Karrikins are a group of plant growth regulators found in the smoke of burning plant material. [1] [2] Karrikins help stimulate seed germination and plant development because they mimic a signaling hormone known as strigolactone. Strigolactones are hormones that help increase growth of symbiotic arbuscular mycorrhizal fungi in the soil, which enhances plant growth and leads to an increase in plant branching. [3] [4]

Contents

Smoke from wildfires or bushfires has been known for a long time to stimulate the germination of seeds. [5] [6] In 2004, the butenolide karrikinolide (KAR1) was shown to be responsible for this effect. [7] Later, several closely related compounds were discovered in smoke, and are collectively known as karrikins. [2]

Chemical synthesis

Karrikins are formed by the heating or combustion of carbohydrates, including sugars and polysaccharides, mainly cellulose. [8] When plant material burns, these carbohydrates convert to karrikins. Burning plant products, such as straw, filter paper, cigarettes, and some sugars, can also produce karrikins. Seed germination activity can be generated within 30 minutes of heating plant material at 180 °C (356 °F). [1] The pyran moiety of karrikins is probably directly derived from a pyranose sugar. There is no evidence that karrikins occur naturally in plants, but it has been postulated that karrikin-like molecules do. [9]

Karrikin taxonomy

It has long been known that compounds released from smoke stimulate seed germination. To identify the active compounds that contribute to seed germination activity, smoke compounds were separated by liquid fractionation and were each tested for their effects on seed germination activity. Bioassays identified several related compounds that were named karrikins. [1]

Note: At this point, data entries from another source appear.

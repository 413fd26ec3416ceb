pub mod base;
pub mod configs;
pub mod mock;
pub mod openai;
pub mod utils;
use anyhow::Result;
use async_trait::async_trait;

/// Turns recorded speech into text
#[async_trait]
pub trait Transcriber: Send + Sync {
    /// Transcribe a headered audio buffer
    async fn transcribe(&self, audio: &[u8]) -> Result<String>;
}

/// Turns text into speech
#[async_trait]
pub trait Synthesizer: Send + Sync {
    /// Synthesize text into raw PCM with no header
    async fn synthesize(&self, text: &str) -> Result<Vec<u8>>;
}
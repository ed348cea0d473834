//! Filesystem primitives for coffer.
//!
//! Crash-safe atomic writes, symlink-refusing opens, and component-checked
//! directory creation. Everything here is blocking I/O; durability comes
//! from fsync + atomic rename, not from in-process coordination.

pub mod atomic;
pub mod mkdir;
pub mod nofollow;

pub use atomic::durable_atomic_write;
pub use atomic::durable_atomic_write_str;
pub use mkdir::mkdir_safe;
pub use nofollow::{open_no_follow, open_no_follow_in_root, read_no_follow, read_to_string_no_follow};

Six karrikins have so far been discovered in smoke, and they are designated KAR1, KAR2, KAR3, KAR4, KAR5 and KAR6. KAR1 to KAR4 are the most active karrikins. [10] KAR1 is also known as karrikinolode and was the first karrikin to be discovered. [1]

Mode of action

Karrikins are released into the air upon the burning of plants. Subsequently, karrikins then get deposited on the soil surface and stimulate seed germination after rainfall. Since karrikins are released from smoke, they are released in huge quantities. [7] Some plants which are known as "fire-followers" are unable to germinate without karrikins. Fire-followers need rain after massive fires in order to germinate; this means that they may remain dormant and viable for decades until the right combination of fire occur in proper succession. [1]

Etymology

The first karrikin discovered, abbreviated as KAR1, was initially named gavinone in reference to its discovery by chemist Gavin Flematti. After consulting with an etymologist, Flematti proposed changing the name of the molecule and its related compounds to karrikin. One of the first recorded Western Australian Noongar words for 'smoke' from the Perth area in the 1830s, is 'karrik'. [2] [11] [12] [13]

The response to karrikins

Karrikins produced by bushfires occur largely in the ash at the site of the fire. Rains occurring after the fire wash the karrikins into the soil where dormant seeds reside. The karrikins and water can provide a 'wake-up call' for such seeds, triggering germination of the soil seed bank. The plants that depend on karrikins to grow are known as "fire-followers", [1] they emerge grow quickly, flower and produce new seeds, which fall to the ground. These seeds can remain in the soil for decades, until the next fire produces fresh karrikins. Plants with this lifestyle are known as fire ephemerals. They thrive because the fire removes competing vegetation and provides nutrients and light for the emerging seedlings. Plants in many families respond to smoke and karrikins, suggesting that this response has evolved independently in different groups. [10]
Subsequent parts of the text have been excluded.